Compatibility Issues
The model is compatible with certain clients and libraries, but it may not work with others. Make sure to check the compatibility list before using the model.
RAM Requirements
The model requires a significant amount of RAM to run, especially if you’re using a large model file. Make sure your system has enough RAM to handle the model.
GPU Acceleration
The model can be accelerated using a GPU, but it’s not required. If you don’t have a GPU, you can still use the model, but it may be slower.
Training Data
The model was trained on a specific dataset, which may not cover all possible scenarios. This means that the model may not perform well on tasks that are outside its training data.
Fine-Tuning
The model can be fine-tuned for specific tasks, but this requires a significant amount of data and computational resources.
Support
If you encounter any issues with the model, you can join the Discord server or Patreon page for support.
Format
The Vigogne 2 13B Instruct model uses the GGUF (Generalized General-purpose Unified Format) format, a new format introduced by the llama.cpp team.

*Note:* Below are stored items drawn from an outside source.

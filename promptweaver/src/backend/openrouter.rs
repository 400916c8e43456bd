//! OpenRouter chat-completions backend.

use super::{CompletionBackend, CompletionRequest};
use crate::config::WeaverConfig;
use crate::errors::{BackendError, ConfigError};
use async_trait::async_trait;
use reqwest::StatusCode;
use serde::{Deserialize, Serialize};
use std::time::Duration;
use tracing::debug;

/// Environment variable holding the API key.
pub const API_KEY_VAR: &str = "OPENROUTER_API_KEY";

const REFERER: &str = "https://github.com/promptweaver/promptweaver-rust";
const APP_TITLE: &str = "promptweaver";
const ERROR_BODY_LIMIT: usize = 300;

/// Connection settings for [`OpenRouterBackend`].
#[derive(Debug, Clone, PartialEq, Eq)]
pub struct OpenRouterSettings {
    /// Bearer token; a missing or blank key fails [`CompletionBackend::check_ready`].
    pub api_key: Option<String>,
    /// Model identifier, e.g. `openrouter/auto`.
    pub model_id: String,
    /// API root, without the `/chat/completions` suffix.
    pub base_url: String,
    /// Per-request timeout.
    pub request_timeout: Duration,
}

impl OpenRouterSettings {
    /// Extracts the backend settings from a loaded configuration.
    ///
    /// Logs a warning when no model id is configured and the default is used.
    #[must_use]
    pub fn from_config(config: &WeaverConfig) -> Self {
        Self {
            api_key: config.api_key.clone(),
            model_id: config.effective_model_id(),
            base_url: config.base_url.clone(),
            request_timeout: Duration::from_secs(config.request_timeout_secs),
        }
    }

    fn endpoint(&self) -> String {
        format!("{}/chat/completions", self.base_url.trim_end_matches('/'))
    }
}

/// Backend calling an OpenRouter-compatible chat-completions endpoint.
#[derive(Debug, Clone)]
pub struct OpenRouterBackend {
    client: reqwest::Client,
    settings: OpenRouterSettings,
}

impl OpenRouterBackend {
    /// Creates a backend.
    ///
    /// # Errors
    ///
    /// Returns `ConfigError::Invalid` if the HTTP client cannot be built.
    pub fn new(settings: OpenRouterSettings) -> Result<Self, ConfigError> {
        let client = reqwest::Client::builder()
            .timeout(settings.request_timeout)
            .build()
            .map_err(|e| ConfigError::Invalid(format!("cannot build HTTP client: {e}")))?;
        Ok(Self { client, settings })
    }

    /// Creates a backend from a loaded configuration.
    ///
    /// # Errors
    ///
    /// See [`OpenRouterBackend::new`].
    pub fn from_config(config: &WeaverConfig) -> Result<Self, ConfigError> {
        Self::new(OpenRouterSettings::from_config(config))
    }

    /// Returns the model this backend requests.
    #[must_use]
    pub fn model_id(&self) -> &str {
        &self.settings.model_id
    }

    fn api_key(&self) -> Option<&str> {
        self.settings
            .api_key
            .as_deref()
            .map(str::trim)
            .filter(|k| !k.is_empty())
    }

    fn body(&self, request: &CompletionRequest) -> ChatRequest {
        ChatRequest {
            model: self.settings.model_id.clone(),
            messages: vec![
                ChatMessage {
                    role: "system".to_string(),
                    content: request.role.clone(),
                },
                ChatMessage {
                    role: "user".to_string(),
                    content: request.prompt(),
                },
            ],
            stream: false,
        }
    }
}

#[async_trait]
impl CompletionBackend for OpenRouterBackend {
    fn check_ready(&self) -> Result<(), ConfigError> {
        match self.api_key() {
            Some(_) => Ok(()),
            None => Err(ConfigError::missing_credential(API_KEY_VAR)),
        }
    }

    async fn complete(&self, request: &CompletionRequest) -> Result<String, BackendError> {
        let api_key = self
            .api_key()
            .ok_or_else(|| BackendError::Unauthorized(format!("{API_KEY_VAR} is not set")))?;

        debug!(
            provider = "openrouter",
            model = %self.settings.model_id,
            stage = %request.stage,
            prompt_chars = request.prompt().len(),
            "Invoking OpenRouter backend"
        );

        let response = self
            .client
            .post(self.settings.endpoint())
            .bearer_auth(api_key)
            .header("HTTP-Referer", REFERER)
            .header("X-Title", APP_TITLE)
            .json(&self.body(request))
            .send()
            .await
            .map_err(|e| BackendError::Transient(format!("request failed: {e}")))?;

        let status = response.status();
        let text = response
            .text()
            .await
            .map_err(|e| BackendError::Transient(format!("reading response failed: {e}")))?;

        if !status.is_success() {
            return Err(classify_status(status, &text));
        }
        parse_completion(&text)
    }
}

/// Maps a non-success HTTP status to a backend error.
fn classify_status(status: StatusCode, body: &str) -> BackendError {
    let snippet: String = body.chars().take(ERROR_BODY_LIMIT).collect();
    let message = format!("HTTP {status}: {snippet}");
    match status {
        StatusCode::UNAUTHORIZED | StatusCode::FORBIDDEN => BackendError::Unauthorized(message),
        StatusCode::TOO_MANY_REQUESTS | StatusCode::REQUEST_TIMEOUT => {
            BackendError::Transient(message)
        }
        s if s.is_server_error() => BackendError::Transient(message),
        _ => BackendError::InvalidResponse(message),
    }
}

/// Extracts the first choice's content from a response body.
fn parse_completion(body: &str) -> Result<String, BackendError> {
    let parsed: ChatResponse = serde_json::from_str(body)
        .map_err(|e| BackendError::InvalidResponse(format!("unparseable response: {e}")))?;

    if let Some(error) = parsed.error {
        return Err(BackendError::Transient(format!(
            "provider error: {}",
            error.message
        )));
    }

    let content = parsed
        .choices
        .into_iter()
        .next()
        .and_then(|choice| choice.message.content)
        .unwrap_or_default();

    if content.trim().is_empty() {
        return Err(BackendError::EmptyResponse);
    }
    Ok(content)
}

#[derive(Debug, Serialize)]
struct ChatRequest {
    model: String,
    messages: Vec<ChatMessage>,
    stream: bool,
}

#[derive(Debug, Serialize)]
struct ChatMessage {
    role: String,
    content: String,
}

#[derive(Debug, Deserialize)]
struct ChatResponse {
    #[serde(default)]
    choices: Vec<Choice>,
    error: Option<ApiError>,
}

#[derive(Debug, Deserialize)]
struct Choice {
    message: ResponseMessage,
}

#[derive(Debug, Deserialize)]
struct ResponseMessage {
    content: Option<String>,
}

#[derive(Debug, Deserialize)]
struct ApiError {
    message: String,
}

This format offers several advantages over the older GGML format, including better tokenization, support for special tokens, and extensibility.
Supported Data Formats
The GGUF format supports various quantization methods, including:
- 2-bit, 3-bit, 4-bit, 5-bit, 6-bit, and 8-bit quantization
- Different quantization methods, such as Q2_K, Q3_K_S, Q3_K_M, Q3_K_L, Q4_0, Q4_K_S, Q4_K_M, Q5_0, Q5_K_S, Q5_K_M, and Q6_K
Input and Output Requirements
- Input: Tokenized text sequences
- Output: Response to the input prompt
Special Requirements
- Requires a specific pre-processing step for input prompts
- Supports GPU acceleration for faster processing
Example Code
To use the Vigogne 2 13B Instruct model, you can use the following example code:
import ctransformers
# Load the model
llm = ctransformers.AutoModelForCausalLM.from_pretrained(
"TheBloke/Vigogne-2-13B-Instruct-GGUF",
model_file="vigogne-2-13b-instruct.q4_K_M.gguf",
model_type="llama",
gpu_layers=50
)
# Generate a response to a prompt
prompt = "Below is an instruction that describes a task. Write a response that appropriately completes the request.\n\n### Instruction:\n{prompt}\n\n### Response:"
response = llm(prompt)
print(response)
Note: This code example assumes you have the ctransformers
library installed and have downloaded the Vigogne 2 13B Instruct model file.